Your task:
When you reach the line containing "filename story/src/ui/widgets/choices.rs" in the entries below, start writing out each line exactly, and stop after the line containing "use crate::app::ChoiceItem;".

Task input:
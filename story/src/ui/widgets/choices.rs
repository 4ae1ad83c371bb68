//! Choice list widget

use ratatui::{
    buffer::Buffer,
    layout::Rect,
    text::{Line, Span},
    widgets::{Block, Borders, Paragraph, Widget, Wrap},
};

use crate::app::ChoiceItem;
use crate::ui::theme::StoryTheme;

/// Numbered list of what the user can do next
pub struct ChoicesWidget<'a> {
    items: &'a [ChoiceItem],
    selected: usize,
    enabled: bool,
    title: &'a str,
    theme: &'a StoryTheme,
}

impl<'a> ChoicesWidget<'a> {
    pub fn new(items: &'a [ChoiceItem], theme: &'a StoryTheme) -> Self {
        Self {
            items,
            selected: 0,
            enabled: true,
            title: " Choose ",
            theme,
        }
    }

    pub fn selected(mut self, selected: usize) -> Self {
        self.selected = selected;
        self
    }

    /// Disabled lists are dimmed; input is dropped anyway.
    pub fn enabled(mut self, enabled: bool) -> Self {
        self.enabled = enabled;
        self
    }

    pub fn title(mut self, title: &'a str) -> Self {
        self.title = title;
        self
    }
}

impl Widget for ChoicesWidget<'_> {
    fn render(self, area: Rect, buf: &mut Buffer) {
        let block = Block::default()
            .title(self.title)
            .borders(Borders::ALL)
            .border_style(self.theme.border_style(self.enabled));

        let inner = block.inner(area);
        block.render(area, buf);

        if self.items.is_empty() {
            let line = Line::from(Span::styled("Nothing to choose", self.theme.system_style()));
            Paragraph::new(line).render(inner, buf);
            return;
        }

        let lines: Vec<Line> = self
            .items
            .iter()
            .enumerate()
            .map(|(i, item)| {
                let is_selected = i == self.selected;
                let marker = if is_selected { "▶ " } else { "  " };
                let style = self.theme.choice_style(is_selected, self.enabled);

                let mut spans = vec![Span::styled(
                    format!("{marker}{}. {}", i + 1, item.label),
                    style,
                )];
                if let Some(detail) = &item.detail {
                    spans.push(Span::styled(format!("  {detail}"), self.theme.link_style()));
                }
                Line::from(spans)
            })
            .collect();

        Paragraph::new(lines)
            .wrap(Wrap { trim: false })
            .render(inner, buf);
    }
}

==

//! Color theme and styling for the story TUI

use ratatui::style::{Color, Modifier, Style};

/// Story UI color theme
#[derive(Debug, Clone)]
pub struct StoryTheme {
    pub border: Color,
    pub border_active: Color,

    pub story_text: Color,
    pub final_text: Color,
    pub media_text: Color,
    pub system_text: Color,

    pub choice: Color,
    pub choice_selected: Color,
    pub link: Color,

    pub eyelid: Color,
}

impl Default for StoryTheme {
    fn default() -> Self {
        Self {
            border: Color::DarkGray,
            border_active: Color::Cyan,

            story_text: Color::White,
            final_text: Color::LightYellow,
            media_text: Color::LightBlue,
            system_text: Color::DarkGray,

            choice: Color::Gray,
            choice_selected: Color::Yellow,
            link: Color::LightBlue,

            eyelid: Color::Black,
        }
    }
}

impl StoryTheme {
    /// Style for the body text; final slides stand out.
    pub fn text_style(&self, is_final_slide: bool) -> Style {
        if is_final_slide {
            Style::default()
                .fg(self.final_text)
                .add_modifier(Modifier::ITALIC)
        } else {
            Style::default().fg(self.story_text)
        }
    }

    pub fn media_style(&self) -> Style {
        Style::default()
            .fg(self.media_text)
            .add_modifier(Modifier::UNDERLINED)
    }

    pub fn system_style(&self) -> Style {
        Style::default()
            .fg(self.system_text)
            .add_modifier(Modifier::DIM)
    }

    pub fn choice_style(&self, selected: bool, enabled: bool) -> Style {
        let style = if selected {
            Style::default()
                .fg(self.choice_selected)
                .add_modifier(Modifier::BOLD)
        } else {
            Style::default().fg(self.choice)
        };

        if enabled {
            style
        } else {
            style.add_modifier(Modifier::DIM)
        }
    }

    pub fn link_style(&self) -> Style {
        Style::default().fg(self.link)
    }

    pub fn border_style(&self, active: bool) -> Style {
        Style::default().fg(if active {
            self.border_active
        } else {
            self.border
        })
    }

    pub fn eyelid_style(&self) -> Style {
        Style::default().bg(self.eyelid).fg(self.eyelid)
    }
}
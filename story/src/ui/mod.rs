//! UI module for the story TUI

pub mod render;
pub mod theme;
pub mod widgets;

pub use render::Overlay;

...

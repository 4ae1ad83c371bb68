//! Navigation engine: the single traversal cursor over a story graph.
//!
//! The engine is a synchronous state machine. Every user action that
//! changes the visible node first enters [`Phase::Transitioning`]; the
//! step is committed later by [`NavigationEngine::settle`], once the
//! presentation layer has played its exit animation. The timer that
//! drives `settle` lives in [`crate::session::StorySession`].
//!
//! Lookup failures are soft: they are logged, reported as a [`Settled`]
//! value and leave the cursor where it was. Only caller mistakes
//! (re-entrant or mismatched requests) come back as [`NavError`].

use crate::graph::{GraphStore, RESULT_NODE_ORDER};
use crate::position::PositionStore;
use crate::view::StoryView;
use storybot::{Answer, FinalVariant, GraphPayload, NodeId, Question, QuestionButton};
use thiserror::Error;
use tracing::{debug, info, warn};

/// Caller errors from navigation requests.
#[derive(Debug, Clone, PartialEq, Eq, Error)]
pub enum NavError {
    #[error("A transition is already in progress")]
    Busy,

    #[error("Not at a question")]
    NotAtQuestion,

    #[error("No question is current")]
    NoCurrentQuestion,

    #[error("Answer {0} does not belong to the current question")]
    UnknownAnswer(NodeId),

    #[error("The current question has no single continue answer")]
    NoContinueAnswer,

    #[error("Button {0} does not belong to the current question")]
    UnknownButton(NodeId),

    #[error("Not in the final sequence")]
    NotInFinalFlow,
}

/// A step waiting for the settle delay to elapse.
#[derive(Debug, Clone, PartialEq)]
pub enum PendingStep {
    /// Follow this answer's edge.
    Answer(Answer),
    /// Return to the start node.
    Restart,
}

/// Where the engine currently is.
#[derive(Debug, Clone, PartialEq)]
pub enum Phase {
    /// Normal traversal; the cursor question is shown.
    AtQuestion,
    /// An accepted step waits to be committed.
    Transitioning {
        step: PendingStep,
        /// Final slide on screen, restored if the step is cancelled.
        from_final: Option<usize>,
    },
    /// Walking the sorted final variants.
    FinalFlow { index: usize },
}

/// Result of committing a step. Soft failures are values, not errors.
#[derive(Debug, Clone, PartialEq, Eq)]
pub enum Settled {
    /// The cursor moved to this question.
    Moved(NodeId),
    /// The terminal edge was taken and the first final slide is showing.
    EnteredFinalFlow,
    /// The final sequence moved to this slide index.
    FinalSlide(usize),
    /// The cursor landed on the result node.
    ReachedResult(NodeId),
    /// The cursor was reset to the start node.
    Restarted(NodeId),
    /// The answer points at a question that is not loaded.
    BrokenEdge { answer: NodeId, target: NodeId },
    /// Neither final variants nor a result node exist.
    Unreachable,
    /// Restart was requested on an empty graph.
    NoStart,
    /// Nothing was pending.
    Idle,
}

Solution:
filename story/src/ui/widgets/choices.rs
repository 4ae1ad83c371bb68
//! Choice list widget

use ratatui::{
    buffer::Buffer,
    layout::Rect,
    text::{Line, Span},
    widgets::{Block, Borders, Paragraph, Widget, Wrap},
};

use crate::app::ChoiceItem;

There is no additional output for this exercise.